▶ [Goal of the exercise]: Among the entries below, please repeat exactly and only the lines from the line containing "assert_eq!(missing.exit_code(), 13);" to the line containing "let err = ReleaseError::TestsFailed", both lines included.

Stored dataset items
□ □ □ □

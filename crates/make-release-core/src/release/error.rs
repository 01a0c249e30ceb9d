use std::io::ErrorKind as IoErrorKind;

use camino::Utf8PathBuf;
use serde::Serialize;
use thiserror::Error;

use super::ReleaseStep;
use crate::changelog::ChangelogError;
use crate::declaration::DeclarationError;
use crate::git::GitError;
use crate::lines::LineError;
use crate::test_command::TestCommandError;
use crate::version::VersionError;

/// Errors from the release workflow.
#[derive(Error, Debug)]
pub enum ReleaseError {
    /// Merging a branch into itself.
    #[error("dev branch and target branch are the same: {branch}")]
    SameBranch {
        /// The branch named on both sides.
        branch: String,
    },

    /// No dev branch given and `HEAD` is detached.
    #[error("not on a branch; pass --dev-branch")]
    DetachedHead,

    /// Uncommitted changes to tracked files.
    #[error(
        "tracked files have uncommitted changes; commit or stash them, or pass --allow-dirty"
    )]
    DirtyWorkingTree,

    /// The manifest and version file declare different versions.
    #[error("version in pyproject.toml ({manifest}) and {path} ({declared}) don't match")]
    VersionMismatch {
        /// Version declared in the manifest.
        manifest: String,
        /// Version file path.
        path: Utf8PathBuf,
        /// Version declared in the version file.
        declared: String,
    },

    /// No version given and none declared.
    #[error(
        "current version not set in version file, so release version needs to be passed explicitly"
    )]
    VersionRequired,

    /// The test command exited unsuccessfully.
    #[error("tests failed: `{command}` exited with {}", describe_exit(.code))]
    TestsFailed {
        /// The command line.
        command: String,
        /// Exit code, `None` when killed by a signal.
        code: Option<i32>,
    },

    /// The operator declined a confirmation.
    #[error("release cancelled{}", describe_step(.step))]
    Declined {
        /// Step whose gate was declined; `None` for the initial gate.
        step: Option<ReleaseStep>,
    },

    /// A prompt could not be shown or answered.
    #[error("prompt failed: {0}")]
    Prompt(String),

    /// Version computation error.
    #[error(transparent)]
    Version(#[from] VersionError),

    /// Version declaration error.
    #[error(transparent)]
    Declaration(#[from] DeclarationError),

    /// Changelog error.
    #[error(transparent)]
    Changelog(#[from] ChangelogError),

    /// File editing error.
    #[error(transparent)]
    Lines(#[from] LineError),

    /// Git error.
    #[error(transparent)]
    Git(#[from] GitError),

    /// Test command error.
    #[error(transparent)]
    TestCommand(#[from] TestCommandError),
}

fn describe_exit(code: &Option<i32>) -> String {
    code.map_or_else(|| "a signal".to_string(), |c| format!("status {c}"))
}

fn describe_step(step: &Option<ReleaseStep>) -> String {
    step.map(|s| format!(" at {s} step")).unwrap_or_default()
}

/// Result alias for release operations.
pub type ReleaseResult<T> = Result<T, ReleaseError>;

/// Broad classification of a [`ReleaseError`].
#[derive(Debug, Clone, Copy, PartialEq, Eq, Serialize)]
#[serde(rename_all = "snake_case")]
pub enum ErrorKind {
    /// Inputs are missing, ambiguous, or contradictory.
    InputResolution,
    /// A file's contents couldn't be understood.
    FileFormat,
    /// A required file is absent.
    FileNotFound,
    /// Git or the test command failed.
    ExternalCommand,
    /// The operator stopped the release.
    UserAbort,
    /// Reading or writing failed.
    Io,
}

fn line_kind(err: &LineError) -> ErrorKind {
    match err {
        LineError::UnknownLineEnding { .. } | LineError::OutOfRange { .. } => ErrorKind::FileFormat,
        LineError::Io { source, .. } if source.kind() == IoErrorKind::NotFound => {
            ErrorKind::FileNotFound
        }
        LineError::Io { .. } => ErrorKind::Io,
    }
}

fn line_exit_code(err: &LineError) -> i32 {
    match err {
        LineError::UnknownLineEnding { .. } | LineError::OutOfRange { .. } => 12,
        LineError::Io { .. } => 13,
    }
}

impl ReleaseError {
    /// Classify this error.
    pub fn kind(&self) -> ErrorKind {
        match self {
            Self::SameBranch { .. }
            | Self::DetachedHead
            | Self::DirtyWorkingTree
            | Self::VersionMismatch { .. }
            | Self::VersionRequired => ErrorKind::InputResolution,
            Self::Version(_) => ErrorKind::FileFormat,
            Self::Declaration(DeclarationError::NotFound { .. }) => ErrorKind::FileNotFound,
            Self::Declaration(DeclarationError::Read(e)) => line_kind(e),
            Self::Declaration(_) => ErrorKind::FileFormat,
            Self::Changelog(ChangelogError::NotFound) => ErrorKind::FileNotFound,
            Self::Changelog(ChangelogError::Edit(e)) | Self::Lines(e) => line_kind(e),
            Self::Changelog(_) => ErrorKind::FileFormat,
            Self::Git(_) | Self::TestCommand(_) | Self::TestsFailed { .. } => {
                ErrorKind::ExternalCommand
            }
            Self::Declined { .. } => ErrorKind::UserAbort,
            Self::Prompt(_) => ErrorKind::Io,
        }
    }

    /// Process exit code for this error.
    ///
    /// | Code | Meaning                          |
    /// |------|----------------------------------|
    /// | 1    | branch collision / detached HEAD |
    /// | 2    | version mismatch                 |
    /// | 3    | version required                 |
    /// | 4    | declaration not found            |
    /// | 5    | next version unguessable         |
    /// | 6    | changelog missing                |
    /// | 7    | changelog section mismatch       |
    /// | 8    | changelog section missing        |
    /// | 9    | working tree dirty               |
    /// | 10   | git or test command failed       |
    /// | 11   | declined by the operator         |
    /// | 12   | file format error                |
    /// | 13   | I/O error                        |
    pub fn exit_code(&self) -> i32 {
        match self {
            Self::SameBranch { .. } | Self::DetachedHead => 1,
            Self::VersionMismatch { .. } => 2,
            Self::VersionRequired => 3,
            Self::Declaration(DeclarationError::NotFound { .. }) => 4,
            Self::Declaration(DeclarationError::Read(e)) => line_exit_code(e),
            Self::Declaration(_) => 12,
            Self::Version(_) => 5,
            Self::Changelog(ChangelogError::NotFound) => 6,
            Self::Changelog(ChangelogError::SectionMismatch { .. }) => 7,
            Self::Changelog(ChangelogError::SectionNotFound { .. }) => 8,
            Self::Changelog(ChangelogError::Edit(e)) | Self::Lines(e) => line_exit_code(e),
            Self::DirtyWorkingTree => 9,
            Self::Git(_) | Self::TestCommand(_) | Self::TestsFailed { .. } => 10,
            Self::Declined { .. } => 11,
            Self::Prompt(_) => 13,
        }
    }
}

#[cfg(test)]
mod tests {
    use super::*;

    fn io_error(kind: IoErrorKind) -> LineError {
        LineError::Io {
            path: "CHANGELOG".into(),
            source: std::io::Error::from(kind),
        }
    }

    #[test]
    fn precondition_exit_codes_are_distinct() {
        let errors = [
            ReleaseError::SameBranch {
                branch: "prod".into(),
            },
            ReleaseError::VersionMismatch {
                manifest: "1.0".into(),
                path: "pkg/__init__.py".into(),
                declared: "1.1".into(),
            },
            ReleaseError::VersionRequired,
            ReleaseError::Declaration(DeclarationError::NotFound {
                name: "__version__".into(),
                path: "pkg/__init__.py".into(),
            }),
            ReleaseError::Version(VersionError::Unrecognized("x".into())),
            ReleaseError::Changelog(ChangelogError::NotFound),
            ReleaseError::Changelog(ChangelogError::SectionMismatch {
                expected: "1.0".into(),
                line: "## 0.9 - 2020-01-01".into(),
            }),
            ReleaseError::Changelog(ChangelogError::SectionNotFound {
                path: "CHANGELOG".into(),
            }),
            ReleaseError::DirtyWorkingTree,
        ];
        let codes: Vec<i32> = errors.iter().map(ReleaseError::exit_code).collect();
        assert_eq!(codes, vec![1, 2, 3, 4, 5, 6, 7, 8, 9]);
    }

    #[test]
    fn external_failures_share_exit_code() {
        let git = ReleaseError::Git(GitError::Command {
            command: "merge".into(),
            stderr: "conflict".into(),
        });
        let tests = ReleaseError::TestsFailed {
            command: "pytest".into(),
            code: Some(1),
        };
        assert_eq!(git.exit_code(), 10);
        assert_eq!(tests.exit_code(), 10);
        assert_eq!(git.kind(), ErrorKind::ExternalCommand);
        assert_eq!(tests.kind(), ErrorKind::ExternalCommand);
    }

    #[test]
    fn declined_is_user_abort() {
        let err = ReleaseError::Declined {
            step: Some(ReleaseStep::Tag),
        };
        assert_eq!(err.kind(), ErrorKind::UserAbort);
        assert_eq!(err.exit_code(), 11);
        assert_eq!(err.to_string(), "release cancelled at tag step");
        assert_eq!(
            ReleaseError::Declined { step: None }.to_string(),
            "release cancelled"
        );
    }

    #[test]
    fn line_errors_classify_by_cause() {
        let format = ReleaseError::Lines(LineError::UnknownLineEnding {
            path: "x".into(),
            line: 0,
        });
        assert_eq!(format.kind(), ErrorKind::FileFormat);
        assert_eq!(format.exit_code(), 12);

        let missing = ReleaseError::Declaration(DeclarationError::Read(io_error(
            IoErrorKind::NotFound,
        )));
        assert_eq!(missing.kind(), ErrorKind::FileNotFound);
        assert_eq!(missing.exit_code(), 13);

        let denied = ReleaseError::Changelog(ChangelogError::Edit(io_error(
            IoErrorKind::PermissionDenied,
        )));
        assert_eq!(denied.kind(), ErrorKind::Io);
    }

    #[test]
    fn kinds_follow_taxonomy() {
        assert_eq!(ReleaseError::VersionRequired.kind(), ErrorKind::InputResolution);
        assert_eq!(
            ReleaseError::Version(VersionError::Unrecognized("x".into())).kind(),
            ErrorKind::FileFormat
        );
        assert_eq!(
            ReleaseError::Changelog(ChangelogError::NotFound).kind(),
            ErrorKind::FileNotFound
        );
    }

    #[test]
    fn tests_failed_message_mentions_signal() {
        let err = ReleaseError::TestsFailed {
            command: "pytest".into(),
            code: None,
        };
        assert_eq!(err.to_string(), "tests failed: `pytest` exited with a signal");
    }
}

□ □ □ □

▶ [Task response]:
        assert_eq!(missing.exit_code(), 13);

        let denied = ReleaseError::Changelog(ChangelogError::Edit(io_error(
            IoErrorKind::PermissionDenied,
        )));
        assert_eq!(denied.kind(), ErrorKind::Io);
    }

    #[test]
    fn kinds_follow_taxonomy() {
        assert_eq!(ReleaseError::VersionRequired.kind(), ErrorKind::InputResolution);
        assert_eq!(
            ReleaseError::Version(VersionError::Unrecognized("x".into())).kind(),
            ErrorKind::FileFormat
        );
        assert_eq!(
            ReleaseError::Changelog(ChangelogError::NotFound).kind(),
            ErrorKind::FileNotFound
        );
    }

    #[test]
    fn tests_failed_message_mentions_signal() {
        let err = ReleaseError::TestsFailed {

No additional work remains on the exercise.